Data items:
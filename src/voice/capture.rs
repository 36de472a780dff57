//! Microphone capture

use std::sync::mpsc;

use cpal::traits::{DeviceTrait, HostTrait, StreamTrait};
use cpal::{SampleRate, Stream, StreamConfig};

use crate::{Error, Result};

/// Sample rate for capture (16kHz for speech)
pub const SAMPLE_RATE: u32 = 16000;

/// An open microphone stream
///
/// Audio arrives as chunks on the receiver returned by [`Microphone::open`].
/// The stream is released on drop. `cpal` streams are not `Send`, so a
/// microphone lives on the thread that opened it.
pub struct Microphone {
    stream: Stream,
    config: StreamConfig,
}

impl Microphone {
    /// Open the default input device and start streaming
    ///
    /// # Errors
    ///
    /// Returns error if no suitable input device is available
    pub fn open() -> Result<(Self, mpsc::Receiver<Vec<f32>>)> {
        let host = cpal::default_host();

        let device = host
            .default_input_device()
            .ok_or_else(|| Error::Audio("no input device available".to_string()))?;

        let config = device
            .supported_input_configs()
            .map_err(|e| Error::Audio(e.to_string()))?
            .find(|c| {
                c.channels() == 1
                    && c.min_sample_rate() <= SampleRate(SAMPLE_RATE)
                    && c.max_sample_rate() >= SampleRate(SAMPLE_RATE)
            })
            .ok_or_else(|| Error::Audio("no mono 16kHz input config".to_string()))?
            .with_sample_rate(SampleRate(SAMPLE_RATE))
            .config();

        let (tx, rx) = mpsc::channel();

        let stream = device
            .build_input_stream(
                &config,
                move |data: &[f32], _: &cpal::InputCallbackInfo| {
                    // Receiver gone means the owner is shutting down
                    let _ = tx.send(data.to_vec());
                },
                |err| {
                    tracing::error!(error = %err, "audio capture error");
                },
                None,
            )
            .map_err(|e| Error::Audio(e.to_string()))?;

        stream.play().map_err(|e| Error::Audio(e.to_string()))?;

        tracing::debug!(
            device = device.name().unwrap_or_default(),
            sample_rate = SAMPLE_RATE,
            "microphone open"
        );

        Ok((Self { stream, config }, rx))
    }

    /// Sample rate of delivered chunks
    #[must_use]
    pub const fn sample_rate(&self) -> u32 {
        self.config.sample_rate.0
    }
}

impl Drop for Microphone {
    fn drop(&mut self) {
        let _ = self.stream.pause();
        tracing::debug!("microphone released");
    }
}

/// Encode mono f32 samples as a 16-bit PCM WAV file
///
/// # Errors
///
/// Returns error if WAV encoding fails
pub fn samples_to_wav(samples: &[f32], sample_rate: u32) -> Result<Vec<u8>> {
    let spec = hound::WavSpec {
        channels: 1,
        sample_rate,
        bits_per_sample: 16,
        sample_format: hound::SampleFormat::Int,
    };

    let mut cursor = std::io::Cursor::new(Vec::new());
    let mut writer =
        hound::WavWriter::new(&mut cursor, spec).map_err(|e| Error::Audio(e.to_string()))?;

    for &sample in samples {
        #[allow(clippy::cast_possible_truncation)]
        let pcm = (sample * 32767.0).clamp(-32768.0, 32767.0) as i16;
        writer
            .write_sample(pcm)
            .map_err(|e| Error::Audio(e.to_string()))?;
    }
    writer.finalize().map_err(|e| Error::Audio(e.to_string()))?;

    Ok(cursor.into_inner())
}
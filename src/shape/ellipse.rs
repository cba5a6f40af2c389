use super::common::validate_size;
use super::{Shape, ShapeCore, ShapeKind};
use crate::color::ShapeColor;
use crate::error::EditorResult;
use crate::geometry::{Position, point_in_ellipse};
use crate::renderer::Surface;

/// Axis-aligned ellipse with independent horizontal and vertical radii
#[derive(Debug, Clone, PartialEq)]
pub struct Ellipse {
    core: ShapeCore,
    rx: f64,
    ry: f64,
}

impl Ellipse {
    pub fn new(center: Position, rx: f64, ry: f64, color: ShapeColor) -> Self {
        Self {
            core: ShapeCore::new(center, color),
            rx,
            ry,
        }
    }

    pub fn radii(&self) -> (f64, f64) {
        (self.rx, self.ry)
    }
}

impl Shape for Ellipse {
    fn kind(&self) -> ShapeKind {
        ShapeKind::Ellipse
    }

    fn core(&self) -> &ShapeCore {
        &self.core
    }

    fn core_mut(&mut self) -> &mut ShapeCore {
        &mut self.core
    }

    /// Outer reach along the major axis. Hits use the ellipse equation in
    /// `contains` instead.
    fn hit_radius(&self) -> f64 {
        self.rx.max(self.ry)
    }

    fn contains(&self, pos: Position) -> bool {
        point_in_ellipse(pos, self.core.center, self.rx, self.ry)
    }

    fn resize(&mut self, delta: f64) -> EditorResult<()> {
        let (rx, ry) = (self.rx + delta, self.ry + delta);
        validate_size(rx.min(ry), "ellipse radius")?;
        self.rx = rx;
        self.ry = ry;
        Ok(())
    }

    fn paint(&self, surface: &mut dyn Surface) {
        surface.ellipse(self.core.center, self.rx, self.ry);
    }
}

Activity: Lines that include the word "Returns" — how many are there in the data? Answer with the number alone.

Response to this task: 2